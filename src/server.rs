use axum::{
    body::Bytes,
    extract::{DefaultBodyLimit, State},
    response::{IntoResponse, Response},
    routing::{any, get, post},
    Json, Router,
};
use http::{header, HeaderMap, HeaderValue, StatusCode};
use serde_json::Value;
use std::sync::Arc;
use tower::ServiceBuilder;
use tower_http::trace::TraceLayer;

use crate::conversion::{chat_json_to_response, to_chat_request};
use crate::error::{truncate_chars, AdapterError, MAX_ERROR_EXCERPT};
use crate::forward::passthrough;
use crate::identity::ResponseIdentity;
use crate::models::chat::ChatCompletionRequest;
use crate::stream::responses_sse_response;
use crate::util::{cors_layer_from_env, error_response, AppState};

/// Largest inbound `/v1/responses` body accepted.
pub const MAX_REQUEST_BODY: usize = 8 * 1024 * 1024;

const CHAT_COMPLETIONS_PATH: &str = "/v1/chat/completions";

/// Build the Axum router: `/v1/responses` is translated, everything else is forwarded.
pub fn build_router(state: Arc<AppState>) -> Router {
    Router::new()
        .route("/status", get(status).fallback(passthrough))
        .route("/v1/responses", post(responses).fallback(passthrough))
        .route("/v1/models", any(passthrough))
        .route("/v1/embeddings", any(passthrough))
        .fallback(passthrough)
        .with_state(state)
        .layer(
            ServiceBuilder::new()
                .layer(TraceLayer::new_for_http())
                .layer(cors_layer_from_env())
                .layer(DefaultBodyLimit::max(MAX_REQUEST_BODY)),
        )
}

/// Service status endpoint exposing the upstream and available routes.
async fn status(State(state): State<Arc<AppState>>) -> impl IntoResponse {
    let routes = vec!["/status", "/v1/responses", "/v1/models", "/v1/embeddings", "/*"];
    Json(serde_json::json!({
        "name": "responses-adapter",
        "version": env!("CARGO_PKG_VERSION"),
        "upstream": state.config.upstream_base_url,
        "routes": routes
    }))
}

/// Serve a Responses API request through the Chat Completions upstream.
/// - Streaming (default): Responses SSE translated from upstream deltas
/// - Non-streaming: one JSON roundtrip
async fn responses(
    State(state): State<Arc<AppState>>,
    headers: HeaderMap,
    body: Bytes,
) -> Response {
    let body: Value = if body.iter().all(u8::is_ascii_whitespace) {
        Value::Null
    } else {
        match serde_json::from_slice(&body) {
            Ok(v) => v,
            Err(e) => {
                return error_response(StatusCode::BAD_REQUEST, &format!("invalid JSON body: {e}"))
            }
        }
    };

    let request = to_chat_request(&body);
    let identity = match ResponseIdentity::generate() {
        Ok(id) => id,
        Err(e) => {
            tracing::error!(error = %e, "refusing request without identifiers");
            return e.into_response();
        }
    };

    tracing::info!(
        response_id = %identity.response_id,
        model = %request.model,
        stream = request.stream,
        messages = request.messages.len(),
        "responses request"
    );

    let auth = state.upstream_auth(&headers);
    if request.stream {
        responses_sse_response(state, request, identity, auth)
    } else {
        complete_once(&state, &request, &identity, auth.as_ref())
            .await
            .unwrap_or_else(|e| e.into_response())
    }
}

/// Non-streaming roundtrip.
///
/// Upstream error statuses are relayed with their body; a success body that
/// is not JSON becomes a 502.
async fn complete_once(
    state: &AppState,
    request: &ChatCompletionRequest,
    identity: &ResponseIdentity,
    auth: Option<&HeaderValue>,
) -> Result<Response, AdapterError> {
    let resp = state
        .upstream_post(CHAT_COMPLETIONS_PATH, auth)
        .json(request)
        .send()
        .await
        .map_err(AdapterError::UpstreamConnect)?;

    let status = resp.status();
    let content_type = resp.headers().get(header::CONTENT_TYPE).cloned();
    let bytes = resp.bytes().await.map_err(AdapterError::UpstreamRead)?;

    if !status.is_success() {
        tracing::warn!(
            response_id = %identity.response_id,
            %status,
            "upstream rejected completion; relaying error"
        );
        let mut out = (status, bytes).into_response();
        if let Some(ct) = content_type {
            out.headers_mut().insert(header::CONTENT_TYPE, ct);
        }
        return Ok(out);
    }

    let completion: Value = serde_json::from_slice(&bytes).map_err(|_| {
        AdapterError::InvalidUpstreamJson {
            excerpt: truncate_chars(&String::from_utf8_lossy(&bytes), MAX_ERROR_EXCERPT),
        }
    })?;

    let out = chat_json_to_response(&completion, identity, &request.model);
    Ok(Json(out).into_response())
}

—————

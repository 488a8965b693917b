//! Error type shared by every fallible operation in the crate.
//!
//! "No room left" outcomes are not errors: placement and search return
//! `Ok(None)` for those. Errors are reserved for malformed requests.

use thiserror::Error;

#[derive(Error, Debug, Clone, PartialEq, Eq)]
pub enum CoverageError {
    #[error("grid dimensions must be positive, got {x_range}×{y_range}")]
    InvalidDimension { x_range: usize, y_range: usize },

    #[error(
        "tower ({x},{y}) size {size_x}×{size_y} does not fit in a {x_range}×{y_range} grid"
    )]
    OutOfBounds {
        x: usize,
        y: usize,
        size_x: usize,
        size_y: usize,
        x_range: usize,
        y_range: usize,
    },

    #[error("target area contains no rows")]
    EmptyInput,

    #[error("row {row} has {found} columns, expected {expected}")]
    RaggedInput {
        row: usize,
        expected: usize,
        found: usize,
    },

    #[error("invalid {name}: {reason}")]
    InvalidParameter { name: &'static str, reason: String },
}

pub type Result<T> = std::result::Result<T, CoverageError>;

—————

What the exercise asks => Return only the stretch of the material above from the line holding "filename src/server.rs" through the line holding "use serde_json::Value;", copied exactly.

Reply =>
filename src/server.rs
use axum::{
    body::Bytes,
    extract::{DefaultBodyLimit, State},
    response::{IntoResponse, Response},
    routing::{any, get, post},
    Json, Router,
};
use http::{header, HeaderMap, HeaderValue, StatusCode};
use serde_json::Value;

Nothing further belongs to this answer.